• Stored data
===============

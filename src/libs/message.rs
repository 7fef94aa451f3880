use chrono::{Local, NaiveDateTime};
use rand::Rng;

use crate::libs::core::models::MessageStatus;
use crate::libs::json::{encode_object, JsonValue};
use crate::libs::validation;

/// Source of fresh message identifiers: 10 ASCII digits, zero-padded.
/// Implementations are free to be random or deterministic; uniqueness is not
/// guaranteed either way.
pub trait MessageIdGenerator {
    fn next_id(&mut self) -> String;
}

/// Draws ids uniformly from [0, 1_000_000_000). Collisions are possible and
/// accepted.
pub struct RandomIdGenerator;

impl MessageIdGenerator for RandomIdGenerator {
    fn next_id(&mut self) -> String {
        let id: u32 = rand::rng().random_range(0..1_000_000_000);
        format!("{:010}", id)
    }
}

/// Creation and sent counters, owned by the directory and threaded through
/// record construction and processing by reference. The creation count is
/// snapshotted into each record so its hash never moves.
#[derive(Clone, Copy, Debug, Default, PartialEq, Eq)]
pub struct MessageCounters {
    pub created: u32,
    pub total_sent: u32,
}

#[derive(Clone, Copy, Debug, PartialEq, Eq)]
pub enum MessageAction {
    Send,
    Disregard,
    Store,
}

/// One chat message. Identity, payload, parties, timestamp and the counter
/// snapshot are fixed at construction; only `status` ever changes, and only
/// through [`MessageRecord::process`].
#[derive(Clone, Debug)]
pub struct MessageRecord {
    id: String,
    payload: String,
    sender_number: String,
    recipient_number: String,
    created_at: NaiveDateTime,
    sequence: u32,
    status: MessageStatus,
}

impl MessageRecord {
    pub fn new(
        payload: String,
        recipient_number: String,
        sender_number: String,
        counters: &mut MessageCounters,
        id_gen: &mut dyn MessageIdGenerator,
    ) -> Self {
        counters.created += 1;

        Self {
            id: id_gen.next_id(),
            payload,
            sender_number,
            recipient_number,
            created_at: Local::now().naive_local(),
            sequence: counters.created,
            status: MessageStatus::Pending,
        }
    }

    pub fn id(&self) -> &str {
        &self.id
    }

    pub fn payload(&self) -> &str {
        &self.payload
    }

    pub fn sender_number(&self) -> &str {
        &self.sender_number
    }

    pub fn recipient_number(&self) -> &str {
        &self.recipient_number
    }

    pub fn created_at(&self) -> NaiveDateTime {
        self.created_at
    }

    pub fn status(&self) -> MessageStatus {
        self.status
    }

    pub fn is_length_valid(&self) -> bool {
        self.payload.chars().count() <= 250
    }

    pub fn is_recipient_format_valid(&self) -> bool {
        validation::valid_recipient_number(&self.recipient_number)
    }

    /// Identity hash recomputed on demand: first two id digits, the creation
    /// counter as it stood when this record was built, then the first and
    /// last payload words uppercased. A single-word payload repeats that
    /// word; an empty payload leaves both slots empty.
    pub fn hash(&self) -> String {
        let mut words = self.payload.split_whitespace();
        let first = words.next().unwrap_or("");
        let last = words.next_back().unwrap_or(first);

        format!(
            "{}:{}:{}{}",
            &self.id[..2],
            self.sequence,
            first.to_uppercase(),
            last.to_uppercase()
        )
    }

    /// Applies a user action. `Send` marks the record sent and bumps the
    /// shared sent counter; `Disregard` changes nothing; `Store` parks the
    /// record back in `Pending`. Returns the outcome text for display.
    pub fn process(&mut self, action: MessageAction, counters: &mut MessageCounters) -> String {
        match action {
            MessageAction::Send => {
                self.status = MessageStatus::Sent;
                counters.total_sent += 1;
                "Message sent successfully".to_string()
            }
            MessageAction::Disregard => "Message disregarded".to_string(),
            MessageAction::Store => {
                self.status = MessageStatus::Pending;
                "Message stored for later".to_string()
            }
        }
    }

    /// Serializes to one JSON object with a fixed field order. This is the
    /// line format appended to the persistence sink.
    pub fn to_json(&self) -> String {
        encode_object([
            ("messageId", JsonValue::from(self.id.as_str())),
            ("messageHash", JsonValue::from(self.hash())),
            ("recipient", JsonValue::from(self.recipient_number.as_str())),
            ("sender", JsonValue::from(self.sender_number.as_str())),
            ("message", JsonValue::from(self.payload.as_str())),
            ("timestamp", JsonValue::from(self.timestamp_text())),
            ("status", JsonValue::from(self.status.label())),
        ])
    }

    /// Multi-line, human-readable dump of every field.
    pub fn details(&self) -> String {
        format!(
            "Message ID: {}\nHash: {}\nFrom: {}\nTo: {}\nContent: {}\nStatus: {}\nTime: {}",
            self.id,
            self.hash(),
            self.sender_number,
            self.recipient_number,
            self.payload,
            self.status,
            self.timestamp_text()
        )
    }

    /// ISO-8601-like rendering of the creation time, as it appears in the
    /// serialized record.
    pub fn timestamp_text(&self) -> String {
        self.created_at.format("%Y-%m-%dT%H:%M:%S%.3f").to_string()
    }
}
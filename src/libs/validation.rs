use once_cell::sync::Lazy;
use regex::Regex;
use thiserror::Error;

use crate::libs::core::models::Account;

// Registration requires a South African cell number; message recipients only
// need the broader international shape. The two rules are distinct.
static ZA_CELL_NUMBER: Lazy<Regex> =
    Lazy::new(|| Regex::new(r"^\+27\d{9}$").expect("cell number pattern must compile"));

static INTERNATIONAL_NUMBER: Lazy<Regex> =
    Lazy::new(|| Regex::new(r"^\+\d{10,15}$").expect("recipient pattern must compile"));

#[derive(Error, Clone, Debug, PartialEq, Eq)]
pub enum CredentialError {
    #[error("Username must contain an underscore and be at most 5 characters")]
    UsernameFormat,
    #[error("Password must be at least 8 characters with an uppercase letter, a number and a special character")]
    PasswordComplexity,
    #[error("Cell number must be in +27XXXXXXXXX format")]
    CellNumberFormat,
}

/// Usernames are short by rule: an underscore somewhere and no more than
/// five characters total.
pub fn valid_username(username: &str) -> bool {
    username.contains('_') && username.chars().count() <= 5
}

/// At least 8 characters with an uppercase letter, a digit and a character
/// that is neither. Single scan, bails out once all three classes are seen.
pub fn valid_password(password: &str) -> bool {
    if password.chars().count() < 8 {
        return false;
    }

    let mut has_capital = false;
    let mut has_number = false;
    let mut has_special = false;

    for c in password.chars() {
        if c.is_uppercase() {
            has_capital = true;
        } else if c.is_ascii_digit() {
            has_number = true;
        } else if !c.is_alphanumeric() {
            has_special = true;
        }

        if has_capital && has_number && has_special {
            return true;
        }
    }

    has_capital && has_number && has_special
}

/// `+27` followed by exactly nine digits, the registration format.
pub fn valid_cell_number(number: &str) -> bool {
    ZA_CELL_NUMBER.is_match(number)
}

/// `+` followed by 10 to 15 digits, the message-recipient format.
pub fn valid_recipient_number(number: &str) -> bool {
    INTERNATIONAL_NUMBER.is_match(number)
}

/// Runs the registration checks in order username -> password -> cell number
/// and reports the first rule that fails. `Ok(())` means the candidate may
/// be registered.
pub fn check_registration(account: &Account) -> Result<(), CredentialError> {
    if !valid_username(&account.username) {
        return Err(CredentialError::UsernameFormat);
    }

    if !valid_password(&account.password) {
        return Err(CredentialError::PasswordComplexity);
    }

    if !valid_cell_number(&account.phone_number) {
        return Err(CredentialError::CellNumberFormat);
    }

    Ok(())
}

===============

• Task details
Begin with the first line of the records and reproduce each line as is, ending with the line that holds "ASCII digits, zero-padded.".

• Response
filename src/libs/message.rs
repository 7fef94aa451f3880
use chrono::{Local, NaiveDateTime};
use rand::Rng;

use crate::libs::core::models::MessageStatus;
use crate::libs::json::{encode_object, JsonValue};
use crate::libs::validation;

/// Source of fresh message identifiers: 10 ASCII digits, zero-padded.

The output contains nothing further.